21 de enero de 2013

La avena bendecida

Por Enio Suasnavar

La niñez es la mejor etapa de la vida de una persona, porque no existen responsabilidades serias ni estrés o, por lo menos, no deberían existir.  De mi niñez tengo unos recuerdos extraordinarios, tanto en los deportes como con mi familia y amigos, pero en especial con una persona que me hacía bien feliz con tan solo una avena que me preparara. A eso huele mi niñez, a los lindos recuerdos con mi abuelo, Gilberto Torres, un jibarito de Morovis que disfrutaba de hacerme una avena porque sabía que me encantaba. El olor a la avena me hace recordar todas las veces que entraba a su casa para compartir con él y escuchar sus anécdotas.

Hay muchas cosas que hacía con mi abuelo cuando era niño, pero todo gira en torno al aroma de la rica avena. Recuerdo que mi abuelo después de sacar el plato del microonda se colocaba debajo del abanico, para que la avena se enfriara un poco y así no me quemara.

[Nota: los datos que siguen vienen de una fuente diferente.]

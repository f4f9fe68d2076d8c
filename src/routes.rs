use crate::{
    api::{audit, clock, incident, schedule, user},
    auth::{handlers, middleware::auth_middleware},
    config::Config,
};
use actix_governor::{
    Governor, GovernorConfigBuilder, PeerIpKeyExtractor, governor::middleware::NoOpMiddleware,
};
use actix_web::{middleware::from_fn, web};
use anyhow::anyhow;
use std::sync::Arc;

type Limiter = Governor<PeerIpKeyExtractor, NoOpMiddleware>;

fn build_limiter(requests_per_min: u32) -> anyhow::Result<Limiter> {
    let per_ms = if requests_per_min == 0 {
        1
    } else {
        60_000 / requests_per_min as u64
    };
    let cfg = GovernorConfigBuilder::default()
        .per_millisecond(per_ms)
        .burst_size(requests_per_min)
        .key_extractor(PeerIpKeyExtractor)
        .finish()
        .ok_or_else(|| anyhow!("invalid rate limit of {requests_per_min} requests per minute"))?;
    Ok(Governor::new(&cfg))
}

/// Per-IP limiters, built once and shared by every worker.
#[derive(Clone)]
pub struct Limiters {
    login: Arc<Limiter>,
    refresh: Arc<Limiter>,
    protected: Arc<Limiter>,
}

impl Limiters {
    pub fn from_config(config: &Config) -> anyhow::Result<Self> {
        Ok(Self {
            login: Arc::new(build_limiter(config.rate_login_per_min)?),
            refresh: Arc::new(build_limiter(config.rate_refresh_per_min)?),
            protected: Arc::new(build_limiter(config.rate_protected_per_min)?),
        })
    }
}

pub fn configure(cfg: &mut web::ServiceConfig, api_prefix: &str, limiters: &Limiters) {
    // Public routes
    cfg.service(
        web::scope("/auth")
            .service(
                web::resource("/login")
                    .wrap(limiters.login.clone())
                    .route(web::post().to(handlers::login)),
            )
            .service(
                web::resource("/refresh")
                    .wrap(limiters.refresh.clone())
                    .route(web::post().to(handlers::refresh_token)),
            )
            .service(
                web::resource("/logout")
                    .wrap(limiters.refresh.clone())
                    .route(web::post().to(handlers::logout)),
            ),
    );

    // Protected routes
    cfg.service(
        web::scope(api_prefix)
            .wrap(from_fn(auth_middleware))
            .wrap(limiters.protected.clone())
            .service(
                web::scope("/users")
                    // /users
                    .service(
                        web::resource("")
                            .route(web::get().to(user::list_users))
                            .route(web::post().to(user::create_user)),
                    )
                    // fixed segments before /{id}
                    .service(web::resource("/me").route(web::get().to(user::me)))
                    .service(
                        web::resource("/password/check")
                            .route(web::post().to(user::check_password)),
                    )
                    // /users/{id}
                    .service(
                        web::resource("/{id}")
                            .route(web::get().to(user::get_user))
                            .route(web::put().to(user::update_user)),
                    )
                    .service(
                        web::resource("/{id}/password").route(web::put().to(user::change_password)),
                    )
                    // /users/{id}/schedules
                    .service(
                        web::resource("/{id}/schedules")
                            .route(web::post().to(schedule::assign_schedules)),
                    )
                    .service(
                        web::resource("/{id}/schedules/today")
                            .route(web::get().to(schedule::unassigned_today)),
                    )
                    .service(
                        web::resource("/{id}/schedules/closest")
                            .route(web::get().to(schedule::closest_schedule)),
                    )
                    // /users/{id}/clock
                    .service(web::resource("/{id}/clock").route(web::get().to(clock::entries_on)))
                    .service(
                        web::resource("/{id}/clock/check-out").route(web::put().to(clock::check_out)),
                    )
                    .service(
                        web::resource("/{id}/clock/open").route(web::get().to(clock::open_entry)),
                    )
                    .service(
                        web::resource("/{id}/clock/latest")
                            .route(web::get().to(clock::latest_entries)),
                    )
                    .service(
                        web::resource("/{id}/clock/range")
                            .route(web::get().to(clock::entries_between)),
                    )
                    .service(
                        web::resource("/{id}/clock/without-incident")
                            .route(web::get().to(clock::entries_without_incident)),
                    )
                    .service(
                        web::resource("/{id}/clock/summary").route(web::get().to(clock::summary)),
                    ),
            )
            .service(web::resource("/roles/{id}/users").route(web::get().to(user::users_with_role)))
            .service(
                web::resource("/schedules")
                    .route(web::get().to(schedule::list_schedules))
                    .route(web::post().to(schedule::create_schedule)),
            )
            .service(web::resource("/clock").route(web::post().to(clock::register_entry)))
            .service(
                web::scope("/incidents")
                    .service(web::resource("").route(web::post().to(incident::create_incident)))
                    .service(
                        web::resource("/search").route(web::post().to(incident::search_incidents)),
                    )
                    .service(
                        web::resource("/process")
                            .route(web::post().to(incident::process_incidents)),
                    )
                    .service(
                        web::resource("/{id}/resubmit")
                            .route(web::put().to(incident::resubmit_incident)),
                    ),
            )
            .service(web::resource("/audit").route(web::get().to(audit::list_audit))),
    );
}

// LOGIN (DNI + password)
//  ├─ access_token (ACCESS_TOKEN_TTL)
//  └─ refresh_token (REFRESH_TOKEN_TTL, one use)

// API REQUEST
//  └─ Authorization: Bearer access_token, roles re-read per request

// ACCESS EXPIRED
//  └─ POST /auth/refresh with refresh_token
//       └─ returns a new pair, old refresh token revoked

#[cfg(test)]
mod tests {
    use super::*;
    use actix_web::test::{TestRequest, call_service, init_service};
    use actix_web::{App, http::StatusCode};

    fn config() -> Config {
        Config::from_lookup(|key| match key {
            "SERVER_ADDR" => Some("127.0.0.1:0".into()),
            "DATABASE_URL" => Some("mysql://localhost/none".into()),
            "JWT_SECRET" => Some("test-secret".into()),
            _ => None,
        })
        .unwrap()
    }

    #[test]
    fn zero_rate_is_rejected() {
        assert!(build_limiter(0).is_err());
        assert!(build_limiter(60).is_ok());
    }

    #[actix_web::test]
    async fn protected_routes_need_a_token() {
        let config = config();
        let limiters = Limiters::from_config(&config).unwrap();
        let pool = sqlx::mysql::MySqlPoolOptions::new()
            .connect_lazy("mysql://localhost/none")
            .unwrap();
        let prefix = config.api_prefix.clone();

        let app = init_service(
            App::new()
                .app_data(web::Data::new(pool))
                .app_data(web::Data::new(config))
                .configure(|cfg| configure(cfg, &prefix, &limiters)),
        )
        .await;

        for uri in ["/api/v1/users/me", "/api/v1/schedules", "/api/v1/audit"] {
            let req = TestRequest::get()
                .uri(uri)
                .peer_addr("127.0.0.1:40000".parse().unwrap())
                .to_request();
            let resp = call_service(&app, req).await;
            assert_eq!(resp.status(), StatusCode::UNAUTHORIZED, "{uri}");
        }
    }
}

Era chistoso por la forma en que alzaba el plato hacia el abanico, parecía que estaba bendiciendo mi cremita. Quizá sí estaba bendecida...

Luego de todo el proceso de enfriar la avena, la ponía en una bandeja y me sentaba a comerla frente al televisor. Siempre que me la comía le preguntaba muchas cosas sobre su niñez en el campo y me entretenía con sus historias que hacían que mi infancia pareciera aburrida. Tanto influenciaron en mí las historias del abuelo, que cuando iba a la finca de mi tío me gustaba imitarlo, según lo que él me contaba de sus aventuras.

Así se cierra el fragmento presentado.